En ese momento, siento la mano de hierro de la Gumercinda.

–Venga, niña –dice–. En esta casa todo lo quieren urgente, no hay tranquilidad ninguna –rezonga.

–¡Pero, Gumer! –digo–. Me estaba despidiendo...

–¡Qué despedida ni nada! Tiene que ser hoy y ahora. Son órdenes de misiá Sarita, ¿oyó?

–¡Orden de qué, Gumercinda, por favor! –Trato de soltarme, pero ella me pesca con su mano de hierro.

Me lleva casi arrastrando.

–Vamos –dice–. Es importante, niña.

–Ya, Gumer, suéltame –digo–. Me gustaría acompañarlos al cerro. No van a saber cuál es el sendero correcto.

–Ni lo piense –ordena ella–. A su pieza, ahora ya.

–¿Qué te pasa, Gumer, linda, mi sol? –me acerco a ella e intento darle un beso. Ella me quita la cara.

Ahora qué, pienso. Siempre en esta casa está pasando algo trágico.

Entramos a mi pieza. La Gumercinda cierra la puerta, abre los cajones y los tira todos sobre mi cama. Luego abre el armario y hace lo mismo.
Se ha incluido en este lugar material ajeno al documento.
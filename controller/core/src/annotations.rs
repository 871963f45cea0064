//! Decoding of `mesh.caddyserver.com/*` service annotations into a typed
//! [`Policy`].

use crate::duration;
use std::{collections::BTreeMap, time::Duration};

pub const TIMEOUT_DIAL: &str = "mesh.caddyserver.com/timeout-dial-timeout";
pub const TIMEOUT_READ: &str = "mesh.caddyserver.com/timeout-read-timeout";
pub const TIMEOUT_WRITE: &str = "mesh.caddyserver.com/timeout-write-timeout";
pub const RETRY_COUNT: &str = "mesh.caddyserver.com/retry-count";
pub const RETRY_DURATION: &str = "mesh.caddyserver.com/retry-duration";
pub const RETRY_ON: &str = "mesh.caddyserver.com/retry-on";
pub const RATE_LIMIT_KEY: &str = "mesh.caddyserver.com/rate-limit-key";
pub const RATE_LIMIT_RATE: &str = "mesh.caddyserver.com/rate-limit-rate";
pub const RATE_LIMIT_ZONE_SIZE: &str = "mesh.caddyserver.com/rate-limit-zone-size";
pub const TRAFFIC_SPLIT_EXPRESSION: &str = "mesh.caddyserver.com/traffic-split-expression";
pub const TRAFFIC_SPLIT_NEW_SERVICE: &str = "mesh.caddyserver.com/traffic-split-new-service";
pub const TRAFFIC_SPLIT_OLD_SERVICE: &str = "mesh.caddyserver.com/traffic-split-old-service";

/// Per-service proxying policy decoded from annotations.
///
/// `None` uniformly means "not set"; empty string and zero values decode to
/// `None` so that an explicitly-zero annotation compares equal to an absent
/// one.
#[derive(Clone, Debug, Default, PartialEq, Eq)]
pub struct Policy {
    pub dial_timeout: Option<Duration>,
    pub read_timeout: Option<Duration>,
    pub write_timeout: Option<Duration>,

    pub retry_count: Option<u32>,
    pub retry_duration: Option<Duration>,
    pub retry_on: Option<String>,

    pub rate_limit_key: Option<String>,
    pub rate_limit_rate: Option<String>,
    pub rate_limit_zone_size: Option<u64>,

    pub split_expression: Option<String>,
    pub split_new_service: Option<String>,
    pub split_old_service: Option<String>,
}

/// An annotation was present but unparseable.
#[derive(Debug, thiserror::Error)]
pub enum DecodeError {
    #[error("annotation {key} is not a valid duration: {source}")]
    InvalidDuration {
        key: &'static str,
        #[source]
        source: duration::ParseError,
    },

    #[error("annotation {key} is not a valid integer: {source}")]
    InvalidInteger {
        key: &'static str,
        #[source]
        source: std::num::ParseIntError,
    },
}

impl Policy {
    /// Decodes the recognized `mesh.caddyserver.com/*` keys from a service's
    /// annotations. Unrecognized keys are ignored; an empty map decodes to
    /// the default policy.
    pub fn decode(annotations: &BTreeMap<String, String>) -> Result<Self, DecodeError> {
        Ok(Self {
            dial_timeout: duration_value(annotations, TIMEOUT_DIAL)?,
            read_timeout: duration_value(annotations, TIMEOUT_READ)?,
            write_timeout: duration_value(annotations, TIMEOUT_WRITE)?,
            retry_count: int_value(annotations, RETRY_COUNT)?,
            retry_duration: duration_value(annotations, RETRY_DURATION)?,
            retry_on: string_value(annotations, RETRY_ON),
            rate_limit_key: string_value(annotations, RATE_LIMIT_KEY),
            rate_limit_rate: string_value(annotations, RATE_LIMIT_RATE),
            rate_limit_zone_size: int_value(annotations, RATE_LIMIT_ZONE_SIZE)?,
            split_expression: string_value(annotations, TRAFFIC_SPLIT_EXPRESSION),
            split_new_service: string_value(annotations, TRAFFIC_SPLIT_NEW_SERVICE),
            split_old_service: string_value(annotations, TRAFFIC_SPLIT_OLD_SERVICE),
        })
    }

    /// The traffic-split definition, if all three annotations are set.
    pub fn split(&self) -> Option<(&str, &str, &str)> {
        match (
            self.split_expression.as_deref(),
            self.split_new_service.as_deref(),
            self.split_old_service.as_deref(),
        ) {
            (Some(expression), Some(new), Some(old)) => Some((expression, new, old)),
            _ => None,
        }
    }

    /// The rate-limit definition, if both the key and the rate are set.
    pub fn rate_limit(&self) -> Option<(&str, &str)> {
        match (self.rate_limit_key.as_deref(), self.rate_limit_rate.as_deref()) {
            (Some(key), Some(rate)) => Some((key, rate)),
            _ => None,
        }
    }

    pub fn has_timeouts(&self) -> bool {
        self.dial_timeout.is_some() || self.read_timeout.is_some() || self.write_timeout.is_some()
    }
}

fn string_value(annotations: &BTreeMap<String, String>, key: &'static str) -> Option<String> {
    annotations
        .get(key)
        .filter(|v| !v.is_empty())
        .map(ToString::to_string)
}

fn duration_value(
    annotations: &BTreeMap<String, String>,
    key: &'static str,
) -> Result<Option<Duration>, DecodeError> {
    match annotations.get(key).filter(|v| !v.is_empty()) {
        None => Ok(None),
        Some(v) => duration::parse(v)
            .map(|d| Some(d).filter(|d| !d.is_zero()))
            .map_err(|source| DecodeError::InvalidDuration { key, source }),
    }
}

fn int_value<T: std::str::FromStr<Err = std::num::ParseIntError> + PartialEq + Default>(
    annotations: &BTreeMap<String, String>,
    key: &'static str,
) -> Result<Option<T>, DecodeError> {
    match annotations.get(key).filter(|v| !v.is_empty()) {
        None => Ok(None),
        Some(v) => v
            .parse::<T>()
            .map(|n| Some(n).filter(|n| *n != T::default()))
            .map_err(|source| DecodeError::InvalidInteger { key, source }),
    }
}
use crate::{build_config, Port, PortServer, Service, ServiceGetter, ServiceRef, TrafficSplit};
use ahash::AHashMap as HashMap;
use hyper::{client::HttpConnector, header, Body, Request, StatusCode};
use serde::Deserialize;
use std::{
    collections::{btree_map::Entry, BTreeMap},
    sync::Arc,
};
use tokio::{sync::Mutex, time};
use tracing::warn;

/// How long a single proxy may take to acknowledge a configuration load.
const APPLY_TIMEOUT: time::Duration = time::Duration::from_secs(5);

/// The top-level table of port servers, updated by the reconcile loop and
/// fanned out to the proxy fleet.
///
/// One lock guards the entire state; `upsert`, `delete`, and `apply` each
/// hold it for their full duration. `apply`'s HTTP fan-out happens under the
/// lock as well, so the fleet never observes interleaved documents from two
/// concurrent applies; a slow proxy can stall reconciliation for at most
/// [`APPLY_TIMEOUT`] per request.
pub struct Configurator {
    getter: Arc<dyn ServiceGetter>,
    state: Mutex<State>,
    client: hyper::Client<HttpConnector>,
    admin_port: u16,
}

#[derive(Debug, Default)]
struct State {
    servers: BTreeMap<Port, PortServer>,

    /// Tracks which port server currently indexes each service, so an upsert
    /// that moves a service across ports can evict it from the old server.
    ports: HashMap<ServiceRef, Port>,
}

/// A configuration fan-out that did not reach the whole fleet.
///
/// `synced` counts the proxies that acknowledged the document before the
/// failure; proxies after the failing one were not attempted.
#[derive(Debug, thiserror::Error)]
#[error("{kind}")]
pub struct SyncError {
    pub synced: usize,
    #[source]
    pub kind: SyncErrorKind,
}

#[derive(Debug, thiserror::Error)]
pub enum SyncErrorKind {
    #[error("failed to encode configuration: {0}")]
    Encode(#[from] serde_json::Error),

    #[error("invalid proxy address {addr}: {source}")]
    Address {
        addr: String,
        #[source]
        source: hyper::http::Error,
    },

    #[error("request to {addr} failed: {source}")]
    Transport {
        addr: String,
        #[source]
        source: hyper::Error,
    },

    #[error("request to {addr} timed out")]
    Timeout { addr: String },

    #[error("{addr} rejected the configuration: {message}")]
    Rejected { addr: String, message: String },

    #[error("failed to decode error response from {addr}: {source}")]
    ErrorBody {
        addr: String,
        #[source]
        source: serde_json::Error,
    },
}

#[derive(Deserialize)]
struct ProxyError {
    error: String,
}

impl Configurator {
    pub fn new(getter: Arc<dyn ServiceGetter>) -> Self {
        Self {
            getter,
            state: Mutex::new(State::default()),
            client: hyper::Client::new(),
            admin_port: crate::PROXY_ADMIN_PORT,
        }
    }

    /// Indexes `svc` into the port server for its listen port, migrating it
    /// away from a previous port if needed. Returns whether the model
    /// observably changed.
    pub async fn upsert(&self, svc: Service) -> bool {
        let split = self.derive_split(&svc).await;

        let mut state = self.state.lock().await;
        let mut changed = false;

        if let Some(old_port) = state.ports.get(&svc.reference).copied() {
            if old_port != svc.port {
                let emptied = match state.servers.get_mut(&old_port) {
                    Some(server) => {
                        changed |= server.delete(&svc.reference);
                        server.is_empty()
                    }
                    None => false,
                };
                if emptied {
                    state.servers.remove(&old_port);
                }
            }
        }
        state.ports.insert(svc.reference.clone(), svc.port);

        let server = match state.servers.entry(svc.port) {
            Entry::Vacant(entry) => {
                changed = true;
                entry.insert(PortServer::new(svc.port))
            }
            Entry::Occupied(entry) => entry.into_mut(),
        };
        changed | server.upsert(svc, split)
    }

    /// Removes the service from whichever port server indexes it, discarding
    /// the server if it becomes empty. Returns whether the model observably
    /// changed.
    pub async fn delete(&self, reference: &ServiceRef) -> bool {
        let mut state = self.state.lock().await;
        let port = match state.ports.remove(reference) {
            Some(port) => port,
            None => return false,
        };

        let (changed, emptied) = match state.servers.get_mut(&port) {
            Some(server) => (server.delete(reference), server.is_empty()),
            None => (false, false),
        };
        if emptied {
            state.servers.remove(&port);
        }
        changed
    }

    /// Builds the current configuration document and POSTs it to every proxy
    /// admin endpoint, in order, stopping at the first failure. Returns the
    /// number of proxies that acknowledged the document.
    pub async fn apply(&self, proxy_ips: &[String]) -> Result<usize, SyncError> {
        let state = self.state.lock().await;
        let config = build_config(&state.servers);
        let body = serde_json::to_vec(&config).map_err(|e| SyncError {
            synced: 0,
            kind: e.into(),
        })?;

        for (synced, ip) in proxy_ips.iter().enumerate() {
            self.apply_one(ip, body.clone())
                .await
                .map_err(|kind| SyncError { synced, kind })?;
        }
        Ok(proxy_ips.len())
    }

    async fn apply_one(&self, ip: &str, body: Vec<u8>) -> Result<(), SyncErrorKind> {
        let addr = format!("{}:{}", ip, self.admin_port);
        let request = Request::post(format!("http://{addr}/load"))
            .header(header::CONTENT_TYPE, "application/json")
            .body(Body::from(body))
            .map_err(|source| SyncErrorKind::Address {
                addr: addr.clone(),
                source,
            })?;

        let exchange = async {
            let response =
                self.client
                    .request(request)
                    .await
                    .map_err(|source| SyncErrorKind::Transport {
                        addr: addr.clone(),
                        source,
                    })?;

            if response.status() == StatusCode::OK {
                return Ok(());
            }

            let status = response.status();
            let bytes = hyper::body::to_bytes(response.into_body())
                .await
                .map_err(|source| SyncErrorKind::Transport {
                    addr: addr.clone(),
                    source,
                })?;
            let message = serde_json::from_slice::<ProxyError>(&bytes)
                .map_err(|source| SyncErrorKind::ErrorBody {
                    addr: addr.clone(),
                    source,
                })?
                .error;
            warn!(%addr, %status, %message, "proxy rejected configuration");
            Err(SyncErrorKind::Rejected {
                addr: addr.clone(),
                message,
            })
        };

        time::timeout(APPLY_TIMEOUT, exchange)
            .await
            .map_err(|_| SyncErrorKind::Timeout { addr })?
    }

    /// Derives a traffic split from `svc`'s annotations, resolving both peer
    /// snapshots through the service getter. A missing annotation, an
    /// unresolvable peer, or a lookup failure all yield `None`: the service
    /// is then treated as a plain service.
    async fn derive_split(&self, svc: &Service) -> Option<TrafficSplit> {
        let (expression, new_name, old_name) = svc.policy.split()?;
        let namespace = &svc.reference.namespace;

        let new_service = self.resolve_peer(new_name, namespace).await?;
        let old_service = self.resolve_peer(old_name, namespace).await?;

        Some(TrafficSplit {
            service: svc.clone(),
            expression: expression.to_string(),
            new_service,
            old_service,
        })
    }

    async fn resolve_peer(&self, name: &str, namespace: &str) -> Option<Service> {
        match self.getter.get(name, namespace).await {
            Ok(Some(svc)) => Some(svc),
            Ok(None) => {
                warn!(%name, %namespace, "traffic-split peer service not found");
                None
            }
            Err(error) => {
                warn!(%error, %name, %namespace, "failed to look up traffic-split peer service");
                None
            }
        }
    }
}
–Usted no se me mueve de aquí hasta que armemos su baúl –dice–. Quiero que se pruebe toda la ropa. Lo que no le quede bien se queda aquí.

–Gumer, ¿qué pasa, por favor?

La Gumercinda parece encorvarse todavía más.

–Se me va a Santiago usted, mi niña, hoy mismo –dice. Pero su voz sale como desde debajo de la tierra. Se mira la pechera del delantal–. Son órdenes de misiá Sara. Debo hacerle su equipaje completo. Usted no vuelve.

Me detengo. Abro la boca y no me sale ningún sonido. La cierro y la vuelvo a abrir.

–¿Qué? –digo, después de un rato. La voz me sale ronca.

–Lo que oye, niña. Se me va a Santiago. Misiá Sarita dio orden de empacarle toda la ropa decente que tuviera. Los pantalones de don Gonzalito, no –me advierte.

No puedo dejar de mirarla. Estoy ahí, parada, como una tonta, en el centro de mi pieza.

–¿Qué? –vuelvo a decir.

La Gumercinda se sorbe las narices, como un grifo.

–¿No le dije, mi niña? –dice–. ¿No le dije yo que usted estaba estirando mucho el hilo con misiá Sarita? Bueno, ahora se rompió –afirma–. Dice que ella ya no se puede seguir haciendo responsable de usted. Que deberá irse a Santiago con su abuelo. Que allá otros se ocupen de que crezca y se eduque como corresponde.